Technical Officer Captain Jonathan Trzos (pronounced “Chos”) pointed to the age of the airframes, one of which, 6814, hails from 1943! The existing eight C-47TPs are 6814 (1943); 6825/6828/6839 (1944); 6852/6854 (1945). Serial numbers 6885 and 6887 hail from 1967 and 1971.

Aging aircraft have special maintenance needs and this is no less true of the Turbo Daks as of other elderly aircraft. “It is quite a challenge. The biggest challenge is some of the equipment that we require when we do our maintenance is not readily available anymore. It has to be sought out through various channels and outside companies have to come in. Ways have to be figured out to get the replacement parts. Some of them have to be manufactured from scratch,” Tzos said. “You would have some parts breaking down for the first time. This aircraft is now so old that the company doesn’t have the parts anymore.”

“We have qualified personnel who’ve been through the apprentice programme; they are the ones we use for our general servicing. If a major fault occurs, (like) fuel problems, then we have specialists in Pretoria that can analyse fuel, the performance of the engines, that analyse the data. They’ll give us feedback…they’ll look at the oil and the fuel in the labs.”

He added that the turboprop engines had not given any trouble and were reliable. He described the servicing schedules: “We usually do smaller scheduled servicing. We call this ‘check servicing’. These are monthlies, weeklies, the 150 hours, and then every approximately nine months it would go in for a bigger servicing. The servicing would take quite a time, where everything is stripped, checked, all components, airframe, wiring are re-checked, so that would take quite a while before it is released again. We try to stagger them.” By staggering service times they hope to keep more planes in the air.

Asked if it was normal to have three Dakotas operational at any given time, he said: “That depends how quickly they can push (a plane) out. Because they also struggle with parts. Exactly the way we struggle. But typically, we try to strive to have three to four aircraft in the air.”

Asked about metal fatigue in the old airframes, he said: “We don’t have. It’s checked. On the big servicing, we’ve got all the critical areas that are checked, X-rayed for fatigue. Our main issue at the moment is corrosion. That’ actually much more of an issue than fatigue.

“It effects the metal, especially your critical areas, stress panels, wing roots, corrosion just finds its way into everything. Although we try and prevent it, it’s sprayed, it’s treated. We have to do constant corrosion checks. It’s a culmination of being close to the shore, whenever you fly over the sea, you pick up the moisture, salt.”

“Our operations externally, some countries have higher humidity, and there (in Pemba, Mozambique) corrosion started to pick up, so that’s why we had to rotate more regularly to be able to maintain the corrosion to acceptable level,” Trzos said.

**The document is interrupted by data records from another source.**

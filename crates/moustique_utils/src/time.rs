//! Clock helpers.
//!
//! Timestamps throughout the broker are epoch seconds; the "nice" form is
//! what ends up in stored messages and log lines.

use chrono::{Local, TimeZone, Utc};

/// Current time as epoch seconds.
pub fn now() -> i64 {
    Utc::now().timestamp()
}

/// Format epoch seconds as `YYYY-MM-DD HH:MM:SS` in local time.
///
/// Out-of-range timestamps format to an empty string instead of panicking.
pub fn nice_datetime(ts: i64) -> String {
    Local
        .timestamp_opt(ts, 0)
        .earliest()
        .map(|dt| dt.format("%Y-%m-%d %H:%M:%S").to_string())
        .unwrap_or_default()
}
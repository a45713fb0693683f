//! Topic pattern expansion.
//!
//! A published topic is expanded into the ordered list of subscription
//! patterns it must notify. Working from the last segment towards the first,
//! each step keeps the head literal and masks the tail to `+`, except where
//! a tail segment happens to equal the anchor segment; steps past the second
//! position also emit a variant with `+` substituted for the segment just
//! before the anchor. The scheme is intentionally narrower than the full
//! MQTT match closure and must stay that way; subscribers on the global `#`
//! are handled by the caller appending it after expansion.

/// The catch-all pattern matched by every publish.
pub const GLOBAL_WILDCARD: &str = "#";

/// Expand `topic` into the ordered list of patterns to notify.
///
/// Deterministic and duplicate-free; the leading empty segment of a topic
/// starting with `/` is preserved, and `#` is never produced here. A topic
/// without any `/` expands to nothing.
pub fn expand(topic: &str) -> Vec<String> {
    let sections: Vec<&str> = topic.split('/').collect();
    let mut patterns: Vec<String> = Vec::new();

    for i in (1..sections.len()).rev() {
        let anchor = sections[i];

        let mut parts: Vec<&str> = Vec::with_capacity(sections.len());
        parts.extend_from_slice(&sections[..i]);
        for &section in &sections[i..] {
            parts.push(if section == anchor { section } else { "+" });
        }
        push_unique(&mut patterns, parts.join("/"));

        // Wildcard substituted for the segment just before the anchor.
        if i > 2 && i <= sections.len() - 1 {
            let mut parts: Vec<&str> = Vec::with_capacity(sections.len());
            parts.extend_from_slice(&sections[..i - 1]);
            parts.push("+");
            parts.extend_from_slice(&sections[i..]);
            push_unique(&mut patterns, parts.join("/"));
        }
    }

    patterns
}

fn push_unique(patterns: &mut Vec<String>, candidate: String) {
    if !patterns.iter().any(|p| *p == candidate) {
        patterns.push(candidate);
    }
}
//! moustique_transport
//!
//! HTTP surface of the broker: the axum router and handlers, the decoded
//! parameter extractor, tenant resolution, the credential store, and the
//! peer allowlist. Every parameter value and every JSON response body passes
//! through the obfuscation codec from `moustique_utils`.

pub mod auth;
pub mod http;
pub mod security;

pub use auth::UserAuth;
pub use http::{build_router, file_version, serve, AppState, ServerOptions};
pub use security::PeerAllowlist;
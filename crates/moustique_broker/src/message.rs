//! Message and participant records.
//!
//! `Message` is the canonical representation used by the broker: it is what
//! sits in per-client queues, what the system channel carries, and what gets
//! serialized into the last-value store.
//!
//! Notes on fields:
//! - `from`: publisher identity; `"UNKNOWN"` when the publisher sent none
//! - `topic`: slash-separated routing key; empty for plain value puts
//! - `message`: opaque body
//! - `updated_time`: epoch seconds, client-supplied or server now
//! - `updated_nicedatetime`: `updated_time` formatted for humans
//! - `subscribers`: client names the message was fanned out to; purely
//!   observational, never used for routing
//! - `ip`: peer address recorded at publish

use std::collections::HashMap;

use serde::{Deserialize, Serialize};

#[derive(Debug, Clone, Serialize, Deserialize)]
pub struct Message {
    pub from: String,
    pub topic: String,
    pub message: String,
    pub updated_time: i64,
    pub updated_nicedatetime: String,
    #[serde(default)]
    pub subscribers: Option<HashMap<String, bool>>,
    pub ip: String,
}

/// A subscriber, tracked per tenant. Created on first subscribe, refreshed
/// on every subscribe and pickup, evicted by maintenance when idle.
#[derive(Debug, Clone, Default, Serialize, Deserialize)]
pub struct Client {
    pub name: String,
    pub first_seen: i64,
    pub first_seen_nicedatetime: String,
    pub latest_pickup: i64,
    pub latest_pickup_nicedatetime: String,
    pub latest_system_pickup: i64,
    pub request_counter: u64,
    pub ip: String,
}

/// A message poster, tracked per tenant for statistics. Dropped by
/// maintenance once its most recent post ages out.
#[derive(Debug, Clone, Default, Serialize, Deserialize)]
pub struct Provider {
    pub name: String,
    pub latest_posts_by_topic: HashMap<String, Message>,
    pub latest_post: Option<Message>,
    pub ip: String,
    pub first_seen: i64,
    pub first_seen_nicedatetime: String,
    pub latest_post_time: i64,
    pub latest_post_nicedatetime: String,
    pub message_count: u64,
}
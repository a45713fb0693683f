//! Logging setup.
//!
//! `init` wires tracing for the whole process. `UserLog` is the per-tenant
//! append-only log file kept next to each tenant's store; a broker writes a
//! line to it for every notable event in its tenant's life.

use std::fs::{File, OpenOptions};
use std::io;
use std::path::{Path, PathBuf};
use std::sync::Arc;

use parking_lot::Mutex;

use crate::time;

/// Initialize tracing for the application.
///
/// Levels map like the CLI expects; unknown strings fall back to `info`.
/// When `file` is given, output goes there instead of stderr.
pub fn init(default_level: &str, file: Option<&Path>) {
    let lvl = match default_level.to_lowercase().as_str() {
        "error" => tracing::Level::ERROR,
        "warn" | "warning" => tracing::Level::WARN,
        "debug" => tracing::Level::DEBUG,
        "trace" => tracing::Level::TRACE,
        _ => tracing::Level::INFO,
    };

    if let Some(path) = file {
        match OpenOptions::new().create(true).append(true).open(path) {
            Ok(f) => {
                let _ = tracing_subscriber::fmt()
                    .with_max_level(lvl)
                    .with_target(false)
                    .with_ansi(false)
                    .with_writer(Arc::new(f))
                    .try_init();
                return;
            }
            Err(err) => {
                eprintln!("could not open log file {}: {err}", path.display());
            }
        }
    }

    // try_init so tests and libraries can call this more than once
    let _ = tracing_subscriber::fmt()
        .with_max_level(lvl)
        .with_target(false)
        .try_init();
}

/// Append-only per-tenant log file.
pub struct UserLog {
    label: String,
    path: PathBuf,
    file: Mutex<File>,
}

impl UserLog {
    /// Open (or create) the log at `path`, tagging every line with `label`.
    pub fn open(path: impl Into<PathBuf>, label: &str) -> io::Result<Self> {
        let path = path.into();
        let file = OpenOptions::new().create(true).append(true).open(&path)?;
        Ok(Self {
            label: label.to_string(),
            path,
            file: Mutex::new(file),
        })
    }

    /// Write one timestamped line. Write failures are swallowed; tenant
    /// logging must never take a request down.
    pub fn log(&self, line: &str) {
        use std::io::Write;

        let stamp = time::nice_datetime(time::now());
        let mut file = self.file.lock();
        let _ = writeln!(file, "{stamp} [{}] {line}", self.label);
    }

    pub fn path(&self) -> &Path {
        &self.path
    }
}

“The SAAF will probably fly these aircraft as long as it can, because it is one of the cheapest aircraft to operate. Cost wise, it’s effective. It’s simple to operate, just deploy us, we’re ready to go. Also, one of the things is, we’ve been doing this for a long time, all the systems are in place. The system is perfected over the years.

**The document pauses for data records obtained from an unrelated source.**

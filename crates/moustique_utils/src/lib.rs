//! moustique_utils
//!
//! Cross-cutting helpers shared by the broker, transport and binary crates:
//! tracing setup and per-tenant log files, the wire obfuscation codec, and
//! epoch/"nice datetime" time handling.

pub mod codec;
pub mod logging;
pub mod time;

#[cfg(test)]
mod tests {
    use super::logging;

    #[test]
    fn logging_init_accepts_levels() {
        // Should not panic, and repeated calls must be tolerated.
        logging::init("info", None);
        logging::init("debug", None);
        logging::init("warn", None);
    }

    #[test]
    fn user_log_appends_timestamped_lines() {
        let dir = tempfile::tempdir().unwrap();
        let path = dir.path().join("user.log");

        let log = logging::UserLog::open(&path, "alice").unwrap();
        log.log("Broker initialized");
        log.log("Client c1 subscribed to /a/+");

        let content = std::fs::read_to_string(&path).unwrap();
        let lines: Vec<&str> = content.lines().collect();
        assert_eq!(lines.len(), 2);
        assert!(lines[0].contains("[alice]"));
        assert!(lines[0].contains("Broker initialized"));
        assert!(lines[1].contains("Client c1 subscribed to /a/+"));
    }
}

“It’s exciting, it’s fun, but I also feel we do need new aircraft! It’s nice working on it and I’m looking forward to working on the new aircraft.”

Flight Engineer Lindsay White, a Warrant Officer Class 2, explained the C-47TPs do not carry extra fuel tanks on maritime duties. Regarding maintenance, flight engineers also take a hand in that. “If we are operating away from the squadron base, any technical maintenance done on the aircraft we have to do as well.”

If parts are not available, there is a Product Systems Support Manager (PSSM) will source the parts for the “techies”. “The major suppliers of the parts is America, which is the original supplier of the aircraft”, White added. “Parts are becoming rare. Production lines for the aircraft stopped years ago. So parts are sourced from people who had excess stock lying around somewhere. I foresee it to be a problem at some stage.”

What was serving on the old Dakota like? “It’s very enjoyable, nice. I’ll always have a soft spot for it, like having a favourite old car that you’ve restored and put in a corner over there. If it’s suddenly gone you’ll always miss it.”